━━ DATASET EXCERPTS ━━

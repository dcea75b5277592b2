//! Core domain types for adoc-xref links, documents, and references.
use std::fmt;
use std::path::{Path, PathBuf};

use serde::Serialize;

/// Structural shape of a published documentation link.
/// Produced only by the classifier; each variant carries the captured fields.
#[derive(Debug, Clone, PartialEq, Eq, Serialize)]
#[serde(tag = "shape", rename_all = "snake_case")]
pub enum LinkShape {
    /// `html/<folder>/<slug>#<fragment>` where the fragment is a plain anchor id.
    AssemblyAssembly {
        /// Top-level book folder.
        folder: String,
        /// Anchor id declared somewhere in the corpus.
        fragment: String,
        /// Page slug.
        slug: String,
    },
    /// `html/<folder>/<slug>` with no fragment; the slug is the anchor id.
    AssemblyModule {
        /// Top-level book folder.
        folder: String,
        /// Page slug, searched as an anchor id.
        slug: String,
    },
    /// `html/<folder>/<slug>#<prefix>_<context>`: a module anchor qualified
    /// by the id of the assembly that includes it.
    ModuleWithContext {
        /// Assembly context suffix, possibly containing further underscores.
        context: String,
        /// Top-level book folder.
        folder: String,
        /// Fragment text before the first underscore.
        prefix: String,
        /// Page slug, searched as an anchor id.
        slug: String,
    },
}

impl LinkShape {
    /// Human-readable shape name used in diagnostics.
    pub const fn label(&self) -> &'static str {
        return match self {
            Self::AssemblyAssembly { .. } => "assembly/assembly",
            Self::AssemblyModule { .. } => "assembly/module",
            Self::ModuleWithContext { .. } => "assembly/module_context",
        };
    }

    /// The identifier the corpus must declare for this link to resolve.
    pub fn search_anchor(&self) -> &str {
        return match self {
            Self::AssemblyAssembly { fragment, .. } => fragment,
            Self::AssemblyModule { slug, .. } | Self::ModuleWithContext { slug, .. } => slug,
        };
    }

    /// The anchor written into the emitted xref.
    /// For context links this is rebuilt from the original prefix and context,
    /// never from the file that was found.
    pub fn xref_anchor(&self) -> String {
        return match self {
            Self::AssemblyAssembly { fragment, .. } => fragment.clone(),
            Self::AssemblyModule { slug, .. } => slug.clone(),
            Self::ModuleWithContext { prefix, context, .. } => format!("{prefix}_{context}"),
        };
    }
}

/// A corpus file loaded from disk. Read-only.
#[derive(Debug, Clone)]
pub struct Document {
    /// Raw text content.
    pub content: String,
    /// Path on disk.
    pub path: PathBuf,
    /// Path relative to the corpus root.
    pub relative_path: PathBuf,
}

impl Document {
    /// Whether this document declares `[id="<anchor>"]` anywhere in its text.
    pub fn declares_anchor(&self, anchor: &str) -> bool {
        return self.content.contains(&anchor_marker(anchor));
    }
}

/// The literal declaration text for an anchor id.
pub fn anchor_marker(anchor: &str) -> String {
    return format!("[id=\"{anchor}\"]");
}

/// An internal cross reference ready to paste into a document.
///
/// Always rendered with a single `../` prefix whatever the depth of the
/// referring file; callers adjust the climb themselves.
#[derive(Debug, Clone, PartialEq, Eq, Serialize)]
pub struct ResolvedReference {
    /// Anchor fragment after `#`.
    pub anchor: String,
    /// Link text inside the trailing brackets; empty by default.
    pub label: String,
    /// Target path relative to the corpus root, `/`-separated.
    pub path: String,
}

impl ResolvedReference {
    /// Build a reference with an empty label.
    pub fn new(relative_path: &Path, anchor: &str) -> Self {
        return Self {
            anchor: anchor.to_string(),
            label: String::new(),
            path: slash_path(relative_path),
        };
    }
}

impl fmt::Display for ResolvedReference {
    fn fmt(&self, f: &mut fmt::Formatter<'_>) -> fmt::Result {
        return write!(f, "xref:../{}#{}[{}]", self.path, self.anchor, self.label);
    }
}

/// Outcome of resolving one link against the corpus.
#[derive(Debug, Clone, Serialize)]
pub struct Resolution {
    /// Other documents that also declare the searched anchor, in scan order.
    pub other_candidates: Vec<String>,
    /// The emitted cross reference.
    pub reference: ResolvedReference,
    /// The classified link.
    pub shape: LinkShape,
    /// Xref text, duplicated here so JSON consumers need not rebuild it.
    pub xref: String,
}

/// Render a relative path with `/` separators regardless of platform.
pub fn slash_path(path: &Path) -> String {
    return path
        .components()
        .map(|c| c.as_os_str().to_string_lossy())
        .collect::<Vec<_>>()
        .join("/");
}
//! CLI commands for adoc-xref: resolve, classify, find, title.

use std::io::{BufRead, Write};
use std::path::{Path, PathBuf};

use crate::classifier;
use crate::config::Config;
use crate::corpus::{self, Corpus};
use crate::diagnostics;
use crate::error::{Error, MissHint};
use crate::resolver::Resolver;
use crate::types::{LinkShape, slash_path};

/// Shown when `resolve` is run without a link argument.
const LINK_PROMPT: &str = "Please enter the full link of the page from docs.redhat.com \
(e.g. https://docs.redhat.com/en/documentation/openshift_container_platform/4.18/html/edge_computing/cnf-talm-for-cluster-updates): ";

/// Classify a link and print its shape and captured fields.
///
/// # Errors
///
/// Returns `Error::InvalidLinkShape` if the link matches no shape,
/// or `Error::Json` if JSON output fails.
pub fn classify(link: &str, json: bool) -> Result<(), Error> {
    let shape = classifier::classify(link)?;
    if json {
        println!("{}", serde_json::to_string_pretty(&shape)?);
        return Ok(());
    }

    println!("{}", shape.label());
    for (field, value) in shape_fields(&shape) {
        println!("{field:<9} {value}");
    }
    return Ok(());
}

/// Print the relative path of the first (or every) document declaring `anchor`.
///
/// # Errors
///
/// Returns config or root errors, or `Error::AnchorNotFound` when nothing matches.
pub fn find(anchor: &str, root: Option<&Path>, all: bool) -> Result<(), Error> {
    let corpus = open_corpus(root)?;
    let found = if all {
        corpus.find_all_files_declaring_anchor(anchor)
    } else {
        corpus.find_file_declaring_anchor(anchor).into_iter().collect()
    };

    if found.is_empty() {
        return Err(Error::AnchorNotFound {
            anchor: anchor.to_string(),
            hint: MissHint::CorpusGap,
        });
    }
    for doc in &found {
        println!("{}", slash_path(&doc.relative_path));
    }
    return Ok(());
}

/// Read a link from `input` after writing the prompt to `prompt`.
///
/// # Errors
///
/// Returns `Error::Io` if reading or writing fails,
/// or `Error::EmptyInput` if the line is blank.
pub fn prompt_for_link<R: BufRead, W: Write>(input: &mut R, prompt: &mut W) -> Result<String, Error> {
    prompt.write_all(LINK_PROMPT.as_bytes())?;
    prompt.flush()?;

    let mut line = String::new();
    input.read_line(&mut line)?;
    let link = line.trim();
    if link.is_empty() {
        return Err(Error::EmptyInput);
    }
    return Ok(link.to_string());
}

/// Resolve a link to an xref and print it. Prompts on stdin when `link` is `None`.
///
/// # Errors
///
/// Returns config, root, prompt, classification, or anchor-search errors.
pub fn resolve(link: Option<&str>, root: Option<&Path>, label: bool, json: bool) -> Result<(), Error> {
    let resolver = Resolver::new(open_corpus(root)?).with_title_label(label);

    let link = match link {
        Some(l) => l.to_string(),
        None => prompt_for_link(&mut std::io::stdin().lock(), &mut std::io::stderr())?,
    };

    let resolution = resolver.resolve(&link)?;
    if json {
        println!("{}", serde_json::to_string_pretty(&resolution)?);
    } else {
        println!("{}", resolution.xref);
        diagnostics::print_resolution_notes(&resolution);
    }
    return Ok(());
}

/// Print the title of one document.
///
/// # Errors
///
/// Returns `Error::Io` if the file cannot be read.
pub fn title(file: &Path) -> Result<(), Error> {
    println!("{}", corpus::read_title(file)?);
    return Ok(());
}

/// Load `.adoc-xref.toml` from the working directory and open the corpus.
/// An explicit `root` wins over the configured one; `.` is the fallback.
///
/// # Errors
///
/// Returns config errors or `Error::RootNotFound`.
fn open_corpus(root: Option<&Path>) -> Result<Corpus, Error> {
    let config = Config::load(Path::new("."))?;
    let root = root
        .map(Path::to_path_buf)
        .or_else(|| config.root.clone())
        .unwrap_or_else(|| PathBuf::from("."));
    tracing::debug!(root = %root.display(), extension = %config.extension, "opening corpus");
    return Corpus::open(&root, config);
}

/// Captured fields of a shape, in display order.
fn shape_fields(shape: &LinkShape) -> Vec<(&'static str, &str)> {
    return match shape {
        LinkShape::AssemblyAssembly { folder, slug, fragment } => {
            vec![("folder", folder.as_str()), ("slug", slug.as_str()), ("fragment", fragment.as_str())]
        },
        LinkShape::AssemblyModule { folder, slug } => {
            vec![("folder", folder.as_str()), ("slug", slug.as_str())]
        },
        LinkShape::ModuleWithContext { folder, slug, prefix, context } => vec![
            ("folder", folder.as_str()),
            ("slug", slug.as_str()),
            ("prefix", prefix.as_str()),
            ("context", context.as_str()),
        ],
    };
}
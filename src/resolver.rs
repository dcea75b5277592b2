use crate::classifier;
use crate::corpus::{self, Corpus};
use crate::error::{Error, MissHint};
use crate::types::{LinkShape, Resolution, ResolvedReference, slash_path};

/// Turns published links into xrefs against one corpus.
pub struct Resolver {
    /// Corpus searched for anchor declarations.
    corpus: Corpus,
    /// Whether the xref label is filled with the target's title.
    title_label: bool,
}

impl Resolver {
    /// Resolver over `corpus` that emits empty xref labels.
    pub const fn new(corpus: Corpus) -> Self {
        return Self {
            corpus,
            title_label: false,
        };
    }

    /// Fill the xref label with the title of the document that was found.
    #[must_use]
    pub fn with_title_label(mut self, enabled: bool) -> Self {
        self.title_label = enabled;
        return self;
    }

    /// Classify `link` and resolve it to an xref.
    ///
    /// Assembly/assembly links search for the fragment. Module links, with or
    /// without context, search for the slug; context links then write the
    /// original `<prefix>_<context>` fragment into the xref.
    ///
    /// # Errors
    ///
    /// Returns `Error::InvalidLinkShape` if the link matches no known shape,
    /// or `Error::AnchorNotFound` if no corpus document declares the anchor.
    pub fn resolve(&self, link: &str) -> Result<Resolution, Error> {
        let shape = classifier::classify(link)?;
        tracing::info!(shape = shape.label(), "valid link format");
        return self.resolve_shape(shape);
    }

    /// Resolve an already classified link.
    ///
    /// # Errors
    ///
    /// Returns `Error::AnchorNotFound` if no corpus document declares the anchor.
    pub fn resolve_shape(&self, shape: LinkShape) -> Result<Resolution, Error> {
        let anchor = shape.search_anchor();
        let mut matches = self.corpus.find_all_files_declaring_anchor(anchor).into_iter();

        let Some(found) = matches.next() else {
            tracing::info!(anchor, "could not find a document declaring the anchor");
            return Err(Error::AnchorNotFound {
                anchor: anchor.to_string(),
                hint: miss_hint(&shape),
            });
        };
        tracing::info!(file = %found.path.display(), "found document");

        let other_candidates: Vec<String> = matches.map(|doc| slash_path(&doc.relative_path)).collect();
        if !other_candidates.is_empty() {
            tracing::warn!(
                anchor,
                chosen = %slash_path(&found.relative_path),
                others = %other_candidates.join(", "),
                "anchor is declared in more than one document; using the first"
            );
        }

        let mut reference = ResolvedReference::new(&found.relative_path, &shape.xref_anchor());
        if self.title_label {
            reference.label = corpus::extract_title(&found);
        }
        let xref = reference.to_string();

        return Ok(Resolution {
            other_candidates,
            reference,
            shape,
            xref,
        });
    }
}

/// A bare page slug that is not declared anywhere is usually title-derived;
/// an explicit fragment that is missing points at a gap in the corpus.
const fn miss_hint(shape: &LinkShape) -> MissHint {
    return match shape {
        LinkShape::AssemblyModule { .. } => MissHint::TitleDerivedSlug,
        LinkShape::AssemblyAssembly { .. } | LinkShape::ModuleWithContext { .. } => MissHint::CorpusGap,
    };
}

━━━

Above are the records; repeat exactly the lines from the one holding "when nothing matches." down to the one holding "for doc in &found", end lines included.

/// Returns config or root errors, or `Error::AnchorNotFound` when nothing matches.
pub fn find(anchor: &str, root: Option<&Path>, all: bool) -> Result<(), Error> {
    let corpus = open_corpus(root)?;
    let found = if all {
        corpus.find_all_files_declaring_anchor(anchor)
    } else {
        corpus.find_file_declaring_anchor(anchor).into_iter().collect()
    };

    if found.is_empty() {
        return Err(Error::AnchorNotFound {
            anchor: anchor.to_string(),
            hint: MissHint::CorpusGap,
        });
    }
    for doc in &found {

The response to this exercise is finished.